## WHAT YOU SHOULD DO
Below are some records. Reproduce them exactly from their first line through the line with "pub fn as_str(self)", inclusive.

## DATA FOR ANALYSIS

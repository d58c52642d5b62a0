use std::fmt;
use std::str::FromStr;

use serde::{Deserialize, Serialize};

/// What kind of writing help is being asked for. Selects the system preamble.
#[derive(Debug, Clone, Copy, PartialEq, Eq, Hash, Serialize, Deserialize, Default)]
#[serde(rename_all = "kebab-case")]
pub enum Purpose {
    #[default]
    PlotIdea,
    CharacterDevelopment,
    Dialogue,
    SettingDescription,
    Conflict,
    Rewrite,
    General,
}

impl Purpose {
    pub const ALL: [Purpose; 7] = [
        Purpose::PlotIdea,
        Purpose::CharacterDevelopment,
        Purpose::Dialogue,
        Purpose::SettingDescription,
        Purpose::Conflict,
        Purpose::Rewrite,
        Purpose::General,
    ];

    pub fn as_str(self) -> &'static str {
        match self {
            Purpose::PlotIdea => "plot-idea",
            Purpose::CharacterDevelopment => "character-development",
            Purpose::Dialogue => "dialogue",
            Purpose::SettingDescription => "setting-description",
            Purpose::Conflict => "conflict",
            Purpose::Rewrite => "rewrite",
            Purpose::General => "general",
        }
    }

    pub fn label(self) -> &'static str {
        match self {
            Purpose::PlotIdea => "Plot Ideas",
            Purpose::CharacterDevelopment => "Character Development",
            Purpose::Dialogue => "Dialogue",
            Purpose::SettingDescription => "Setting Description",
            Purpose::Conflict => "Conflict & Tension",
            Purpose::Rewrite => "Rewrite & Improve",
            Purpose::General => "General Help",
        }
    }

    /// System prompt sent to the provider ahead of the user's text.
    pub fn preamble(self) -> &'static str {
        match self {
            Purpose::PlotIdea => {
                "You are a creative writing assistant. Generate three unique and creative plot \
ideas or plot twists. Be specific, original, and provide enough detail to spark inspiration."
            }
            Purpose::CharacterDevelopment => {
                "You are a character development expert. Suggest detailed character development \
opportunities or backstory elements. Focus on creating complex, believable characters with depth."
            }
            Purpose::Dialogue => {
                "You are a dialogue expert. Write realistic, engaging, and character-appropriate \
dialogue. Ensure the dialogue reveals character and advances the narrative."
            }
            Purpose::SettingDescription => {
                "You are a setting description specialist. Create vivid, immersive descriptions \
that engage multiple senses and establish atmosphere, mood, and context."
            }
            Purpose::Conflict => {
                "You are a narrative conflict expert. Suggest compelling conflicts or obstacles \
that create tension, challenge characters, and drive plot development."
            }
            Purpose::Rewrite => {
                "You are an editing assistant. Rewrite the provided text to improve quality, \
clarity, and impact while maintaining the original meaning and voice."
            }
            Purpose::General => {
                "You are a helpful writing assistant. Provide thoughtful, creative, and useful \
responses to help with writing projects."
            }
        }
    }

    /// Lead-in the assistant panel puts in front of the writer's context.
    pub fn lead_in(self) -> &'static str {
        match self {
            Purpose::PlotIdea => "Suggest plot ideas for the following:",
            Purpose::CharacterDevelopment => "Help me develop this character:",
            Purpose::Dialogue => "Write dialogue for this situation:",
            Purpose::SettingDescription => "Describe this setting:",
            Purpose::Conflict => "Suggest conflicts for this story:",
            Purpose::Rewrite => "Rewrite the following text:",
            Purpose::General => "Help me with the following:",
        }
    }
}

impl fmt::Display for Purpose {
    fn fmt(&self, f: &mut fmt::Formatter<'_>) -> fmt::Result {
        f.write_str(self.as_str())
    }
}

/// Unrecognised purposes fall back to [`Purpose::General`].
impl FromStr for Purpose {
    type Err = std::convert::Infallible;

    fn from_str(s: &str) -> Result<Self, Self::Err> {
        Ok(Purpose::ALL
            .into_iter()
            .find(|p| p.as_str() == s)
            .unwrap_or(Purpose::General))
    }
}

/// User message for a purpose: the lead-in, a blank line, then the context verbatim.
pub fn compose_request(purpose: Purpose, context: &str) -> String {
    format!("{}\n\n{}", purpose.lead_in(), context)
}

#[cfg(test)]
mod tests {
    use super::*;

    #[test]
    fn parses_wire_names_and_falls_back_to_general() {
        assert_eq!("plot-idea".parse::<Purpose>().unwrap(), Purpose::PlotIdea);
        assert_eq!(
            "setting-description".parse::<Purpose>().unwrap(),
            Purpose::SettingDescription
        );
        assert_eq!("limerick".parse::<Purpose>().unwrap(), Purpose::General);
    }

    #[test]
    fn wire_names_match_serde() {
        for purpose in Purpose::ALL {
            let json = serde_json::to_string(&purpose).unwrap();
            assert_eq!(json, format!("\"{}\"", purpose.as_str()));
        }
    }

    #[test]
    fn every_purpose_has_a_distinct_preamble() {
        let mut seen: Vec<&str> = Purpose::ALL.iter().map(|p| p.preamble()).collect();
        seen.sort();
        seen.dedup();
        assert_eq!(seen.len(), Purpose::ALL.len());
    }

    #[test]
    fn compose_keeps_context_verbatim() {
        let msg = compose_request(Purpose::Dialogue, "  two spies\nmeet ");
        assert!(msg.ends_with("\n\n  two spies\nmeet "));
    }
}
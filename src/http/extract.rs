// invoice-pdf-service/src/http/extract.rs

use crate::error::ServiceError;
use axum::async_trait;
use axum::extract::rejection::JsonRejection;
use axum::extract::{FromRequest, Request};
use axum::Json;
use serde::de::DeserializeOwned;
use validator::Validate;

/// JSON body that has been decoded and passed its `validator` rules.
#[derive(Debug, Clone)]
pub struct ValidatedJson<T>(pub T);

#[async_trait]
impl<T, S> FromRequest<S> for ValidatedJson<T>
where
    T: DeserializeOwned + Validate,
    S: Send + Sync,
{
    type Rejection = ServiceError;

    async fn from_request(req: Request, state: &S) -> Result<Self, Self::Rejection> {
        let Json(value) = Json::<T>::from_request(req, state).await?;
        value.validate()?;
        Ok(ValidatedJson(value))
    }
}

impl From<JsonRejection> for ServiceError {
    fn from(rejection: JsonRejection) -> Self {
        ServiceError::InvalidBody {
            status: rejection.status(),
            message: rejection.body_text(),
        }
    }
}
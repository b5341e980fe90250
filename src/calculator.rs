// invoice-pdf-service/src/calculator.rs

//! Line and total arithmetic. Inputs are expected to have passed
//! `InvoiceRequest::validate`, which guarantees every product and sum below
//! fits the decimal range.

use crate::models::{ComputedLine, ComputedTotals, LineItem};
use rust_decimal::{Decimal, RoundingStrategy};

/// Numbers each item from 1 and multiplies out its total, keeping input order.
pub fn compute_lines(items: &[LineItem]) -> Vec<ComputedLine> {
    items
        .iter()
        .enumerate()
        .map(|(index, item)| {
            let line_total = item.qty * item.unit_price;
            ComputedLine {
                no: index + 1,
                model: item.model.clone(),
                qty: item.qty,
                unit: item.unit.clone(),
                unit_price: item.unit_price,
                line_total,
                line_total_formatted: format_amount(line_total),
            }
        })
        .collect()
}

pub fn subtotal(lines: &[ComputedLine]) -> Decimal {
    lines.iter().map(|line| line.line_total).sum()
}

/// Applies a percentage tax rate. Numeric fields keep full precision, only
/// the formatted strings are rounded.
pub fn aggregate(subtotal: Decimal, tax_rate: Decimal) -> ComputedTotals {
    let tax_amount = subtotal * tax_rate / Decimal::ONE_HUNDRED;
    let grand_total = subtotal + tax_amount;

    ComputedTotals {
        subtotal,
        tax_amount,
        grand_total,
        subtotal_formatted: format_amount(subtotal),
        tax_amount_formatted: format_amount(tax_amount),
        grand_total_formatted: format_amount(grand_total),
    }
}

/// Two fixed decimal places, half away from zero.
pub fn format_amount(amount: Decimal) -> String {
    let rounded = amount.round_dp_with_strategy(2, RoundingStrategy::MidpointAwayFromZero);
    format!("{:.2}", rounded)
}

#[cfg(test)]
mod tests {
    use super::*;
    use std::str::FromStr;

    fn dec(s: &str) -> Decimal {
        Decimal::from_str(s).unwrap()
    }

    fn item(model: &str, qty: &str, unit_price: &str) -> LineItem {
        LineItem {
            model: model.to_string(),
            qty: dec(qty),
            unit_price: dec(unit_price),
            unit: "Pcs".to_string(),
        }
    }

    #[test]
    fn worked_example_matches_expected_totals() {
        let items = vec![item("Widget", "2", "50.0"), item("Gadget", "1", "25.5")];

        let lines = compute_lines(&items);
        let totals = aggregate(subtotal(&lines), dec("10"));

        assert_eq!(totals.subtotal, dec("125.5"));
        assert_eq!(totals.tax_amount, dec("12.55"));
        assert_eq!(totals.grand_total, dec("138.05"));
        assert_eq!(totals.subtotal_formatted, "125.50");
        assert_eq!(totals.tax_amount_formatted, "12.55");
        assert_eq!(totals.grand_total_formatted, "138.05");
    }

    #[test]
    fn lines_are_numbered_from_one_in_input_order() {
        let items = vec![
            item("First", "1", "1"),
            item("Second", "1", "2"),
            item("Third", "1", "3"),
        ];

        let lines = compute_lines(&items);

        let numbered: Vec<(usize, &str)> =
            lines.iter().map(|l| (l.no, l.model.as_str())).collect();
        assert_eq!(numbered, vec![(1, "First"), (2, "Second"), (3, "Third")]);
    }

    #[test]
    fn line_total_is_exact_product() {
        let lines = compute_lines(&[item("Bolt", "0.333", "0.333")]);

        assert_eq!(lines[0].line_total, dec("0.110889"));
        assert_eq!(lines[0].line_total_formatted, "0.11");
    }

    #[test]
    fn no_rounding_before_summation() {
        // Each line rounds to 0.00 on its own, the sum does not.
        let items = vec![
            item("A", "1", "0.004"),
            item("B", "1", "0.004"),
            item("C", "1", "0.004"),
        ];

        let lines = compute_lines(&items);
        assert!(lines.iter().all(|l| l.line_total_formatted == "0.00"));
        assert_eq!(format_amount(subtotal(&lines)), "0.01");
    }

    #[test]
    fn subtotal_is_independent_of_order() {
        let mut items = vec![
            item("A", "3", "19.99"),
            item("B", "0.5", "7.25"),
            item("C", "12", "0.01"),
        ];
        let forward = subtotal(&compute_lines(&items));
        items.reverse();
        let backward = subtotal(&compute_lines(&items));

        assert_eq!(forward, backward);
        assert_eq!(forward, dec("63.715"));
    }

    #[test]
    fn empty_items_produce_zero_totals() {
        let totals = aggregate(subtotal(&[]), dec("15"));

        assert_eq!(totals.subtotal_formatted, "0.00");
        assert_eq!(totals.tax_amount_formatted, "0.00");
        assert_eq!(totals.grand_total_formatted, "0.00");
    }

    #[test]
    fn tax_follows_rate_across_range() {
        let base = dec("200");
        for (rate, tax, grand) in [
            ("0", "0", "200"),
            ("7.5", "15", "215"),
            ("33.33", "66.66", "266.66"),
            ("100", "200", "400"),
        ] {
            let totals = aggregate(base, dec(rate));
            assert_eq!(totals.tax_amount, dec(tax), "rate {rate}");
            assert_eq!(totals.grand_total, dec(grand), "rate {rate}");
        }
    }

    #[test]
    fn totals_keep_full_precision() {
        let totals = aggregate(dec("10.01"), dec("12.5"));

        assert_eq!(totals.tax_amount, dec("1.25125"));
        assert_eq!(totals.tax_amount_formatted, "1.25");
        assert_eq!(totals.grand_total, dec("11.26125"));
        assert_eq!(totals.grand_total_formatted, "11.26");
    }

    #[test]
    fn formatting_always_shows_two_decimals() {
        assert_eq!(format_amount(dec("100")), "100.00");
        assert_eq!(format_amount(dec("7.5")), "7.50");
        assert_eq!(format_amount(dec("0")), "0.00");
        assert_eq!(format_amount(dec("2.005")), "2.01");
        assert_eq!(format_amount(dec("1234567.891")), "1234567.89");
    }
}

## ANSWER TO THIS EXERCISE
repository d58c52642d5b62a0
use std::fmt;
use std::str::FromStr;

use serde::{Deserialize, Serialize};

/// What kind of writing help is being asked for. Selects the system preamble.
#[derive(Debug, Clone, Copy, PartialEq, Eq, Hash, Serialize, Deserialize, Default)]
#[serde(rename_all = "kebab-case")]
pub enum Purpose {
    #[default]
    PlotIdea,
    CharacterDevelopment,
    Dialogue,
    SettingDescription,
    Conflict,
    Rewrite,
    General,
}

impl Purpose {
    pub const ALL: [Purpose; 7] = [
        Purpose::PlotIdea,
        Purpose::CharacterDevelopment,
        Purpose::Dialogue,
        Purpose::SettingDescription,
        Purpose::Conflict,
        Purpose::Rewrite,
        Purpose::General,
    ];

    pub fn as_str(self) -> &'static str {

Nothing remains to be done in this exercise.